Spring Balance Teas: Desert Rose (Organic)

Bring the American West and the Mediterannean into your world, one sip at a time.

One of this tea’s signature flavors, sage, delivers us to the American West. In many parts of the west, including the desert parts, sagebrush peppers, if not blankets, landscapes. When it rains, the petrichor (the word for the aroma that rises from earth after a rain) rises suffused with an enchanting sage perfume. But sage brings to the teapot more than aromas and flavors. IT also contributes toward health in different days, from boosting memory to reducing anxiety. That’s right—sage can spark tranquility, just what we seek during spring’s excitement. This blend also contains rose, rosemary, lavender and lemon balm. It’s a combination platter of American West and Mediterranean, with just a few minutes steeping on hot water. A spring treasure!


Spring Balance Teas: CHA Relax

Turn to CHA Relax to de-stress.

Got calm? We’ll take a guess: sometimes, yes. But your body craves peace and quiet 24/7. Calm stands as the inflammation antidote, the stress flattener. Achieving it brings about a wide variety of health benefits.

When you’re busy running from task to gathering, from job to post-work commitment to weekend kids’ soccer game and the rest of it, nurturing calm doesn’t come easy.

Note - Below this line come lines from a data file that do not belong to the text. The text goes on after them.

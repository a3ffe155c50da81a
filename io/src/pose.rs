//! Pose record reader
//!
//! A pose file is a sequence of records, each made of
//!
//! ```text
//! <blank separator line>
//! <index line>
//! r00 r01 r02 tx
//! r10 r11 r12 ty
//! r20 r21 r22 tz
//! 0   0   0   1
//! ```
//!
//! Extra blank lines between records are tolerated, and a record may omit the
//! index line.

use nalgebra::Matrix4;
use scan3d_core::{Error, Result, Transform};
use std::io::BufRead;

/// One record as read from the file, before SE(3) validation.
#[derive(Debug, Clone, PartialEq)]
pub struct PoseRecord {
    /// Content of the index line, empty when the record had none
    pub label: String,
    pub matrix: Matrix4<f64>,
}

pub struct PoseReader<R> {
    reader: R,
    line_number: usize,
    records: usize,
}

impl<R: BufRead> PoseReader<R> {
    pub fn new(reader: R) -> Self {
        Self {
            reader,
            line_number: 0,
            records: 0,
        }
    }

    /// Number of records returned so far.
    pub fn records_read(&self) -> usize {
        self.records
    }

    /// Next pose, validated as a rigid transform.
    ///
    /// `Ok(None)` at the end of input. Malformed numbers or a truncated record
    /// give `Error::Parse`; a matrix that is not a rigid transform gives
    /// `Error::MalformedTransform`.
    pub fn next_pose(&mut self) -> Result<Option<Transform>> {
        match self.next_record()? {
            Some(record) => Transform::from_matrix(record.matrix).map(Some),
            None => Ok(None),
        }
    }

    /// Next raw record without checking that the matrix is rigid.
    pub fn next_record(&mut self) -> Result<Option<PoseRecord>> {
        let first = loop {
            match self.read_line()? {
                None => return Ok(None),
                Some(line) if line.trim().is_empty() => continue,
                Some(line) => break line,
            }
        };

        let mut rows: Vec<[f64; 4]> = Vec::with_capacity(4);
        let label = match self.parse_row(&first) {
            Ok(row) => {
                rows.push(row);
                String::new()
            }
            Err(_) => first.trim().to_string(),
        };

        while rows.len() < 4 {
            let line = self.read_line()?.ok_or_else(|| {
                Error::Parse(format!(
                    "pose record ends after {} of 4 matrix rows (line {})",
                    rows.len(),
                    self.line_number
                ))
            })?;
            rows.push(self.parse_row(&line)?);
        }

        let values: Vec<f64> = rows.iter().flatten().copied().collect();
        self.records += 1;
        tracing::trace!(record = self.records, label = %label, "read pose record");
        Ok(Some(PoseRecord {
            label,
            matrix: Matrix4::from_row_slice(&values),
        }))
    }

    fn read_line(&mut self) -> Result<Option<String>> {
        let mut line = String::new();
        if self.reader.read_line(&mut line)? == 0 {
            return Ok(None);
        }
        self.line_number += 1;
        Ok(Some(line))
    }

    fn parse_row(&self, line: &str) -> Result<[f64; 4]> {
        let values = line
            .split_whitespace()
            .map(|s| {
                s.parse::<f64>().map_err(|_| {
                    Error::Parse(format!(
                        "invalid number '{}' in pose file (line {})",
                        s, self.line_number
                    ))
                })
            })
            .collect::<Result<Vec<_>>>()?;

        <[f64; 4]>::try_from(values.as_slice()).map_err(|_| {
            Error::Parse(format!(
                "expected 4 values per pose row, got {} (line {})",
                values.len(),
                self.line_number
            ))
        })
    }
}

impl<R: BufRead> Iterator for PoseReader<R> {
    type Item = Result<Transform>;

    fn next(&mut self) -> Option<Self::Item> {
        self.next_pose().transpose()
    }
}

Here’s where CHA Relax steps in. We developed this blend in collaboration with CU Boulder’s Center for Humanities and the Arts (CHA), in part to help stressed students and faculty tamp down anxieties across the busy school year. Nice bonus—cha means tea in Chinese! Green rooibos, a native herbal tea from South Africa, delivers vitamins and electrolytes to this blend. Rooibos offers much in the way of health to sippers. It also contains elder flower, chamomile and spearmint, which develop flavors and also help instigate some of the desired calming—especially chamomile. And then comes ginkgo leaf, which contains botanicals that help open blood vessels. Among other things, this benefit aids the brain. The organ needs a lot of blood to function, and with better-functioning blood vessels the brain gets a boost.

Quenching, soothing and elegantly sweet, our CHA Relax belongs in every kitchen’s tea corner—especially in spring.